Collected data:
***

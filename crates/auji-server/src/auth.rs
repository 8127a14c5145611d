use std::sync::Arc;

use axum::extract::State;
use axum::http::{Request, StatusCode, header};
use axum::middleware::Next;
use axum::response::{IntoResponse, Response};
use subtle::ConstantTimeEq;

use auji_core::{Fetcher, JobStore, ProfileStore};

use crate::dto::ErrorResponse;
use crate::state::AppState;

fn reject(status: StatusCode, error: &str, message: &str) -> Response {
    let body = ErrorResponse {
        error: error.to_string(),
        message: message.to_string(),
    };
    (status, axum::Json(body)).into_response()
}

/// Middleware that validates `Authorization: Bearer <token>` against the admin token.
///
/// Without a configured token the protected routes answer 403.
pub async fn require_admin_token<S, P, F>(
    State(state): State<Arc<AppState<S, P, F>>>,
    request: Request<axum::body::Body>,
    next: Next,
) -> Response
where
    S: JobStore + 'static,
    P: ProfileStore + 'static,
    F: Fetcher + 'static,
{
    let Some(expected) = state.admin_token.as_deref() else {
        return reject(
            StatusCode::FORBIDDEN,
            "forbidden",
            "Scrape endpoints are disabled. Set AUJI_ADMIN_TOKEN to enable them.",
        );
    };

    let authenticated = request
        .headers()
        .get(header::AUTHORIZATION)
        .and_then(|v| v.to_str().ok())
        .and_then(|v| v.strip_prefix("Bearer "))
        .is_some_and(|token| bool::from(token.as_bytes().ct_eq(expected.as_bytes())));

    if !authenticated {
        return reject(
            StatusCode::UNAUTHORIZED,
            "unauthorized",
            "Missing or invalid Authorization header. Expected: Bearer <token>",
        );
    }

    next.run(request).await
}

***

▶ _Exercise objective_: Would you mind giving all the records again exactly?

▶ _Exercise answer_:
filename crates/auji-server/src/auth.rs
repository 8127a14c5145611d
use std::sync::Arc;

use axum::extract::State;
use axum::http::{Request, StatusCode, header};
use axum::middleware::Next;
use axum::response::{IntoResponse, Response};
use subtle::ConstantTimeEq;

use auji_core::{Fetcher, JobStore, ProfileStore};

use crate::dto::ErrorResponse;
use crate::state::AppState;

fn reject(status: StatusCode, error: &str, message: &str) -> Response {
    let body = ErrorResponse {
        error: error.to_string(),
        message: message.to_string(),
    };
    (status, axum::Json(body)).into_response()
}

/// Middleware that validates `Authorization: Bearer <token>` against the admin token.
///
/// Without a configured token the protected routes answer 403.
pub async fn require_admin_token<S, P, F>(
    State(state): State<Arc<AppState<S, P, F>>>,
    request: Request<axum::body::Body>,
    next: Next,
) -> Response
where
    S: JobStore + 'static,
    P: ProfileStore + 'static,
    F: Fetcher + 'static,
{
    let Some(expected) = state.admin_token.as_deref() else {
        return reject(
            StatusCode::FORBIDDEN,
            "forbidden",
            "Scrape endpoints are disabled. Set AUJI_ADMIN_TOKEN to enable them.",
        );
    };

    let authenticated = request
        .headers()
        .get(header::AUTHORIZATION)
        .and_then(|v| v.to_str().ok())
        .and_then(|v| v.strip_prefix("Bearer "))
        .is_some_and(|token| bool::from(token.as_bytes().ct_eq(expected.as_bytes())));

    if !authenticated {
        return reject(
            StatusCode::UNAUTHORIZED,
            "unauthorized",
            "Missing or invalid Authorization header. Expected: Bearer <token>",
        );
    }

    next.run(request).await
}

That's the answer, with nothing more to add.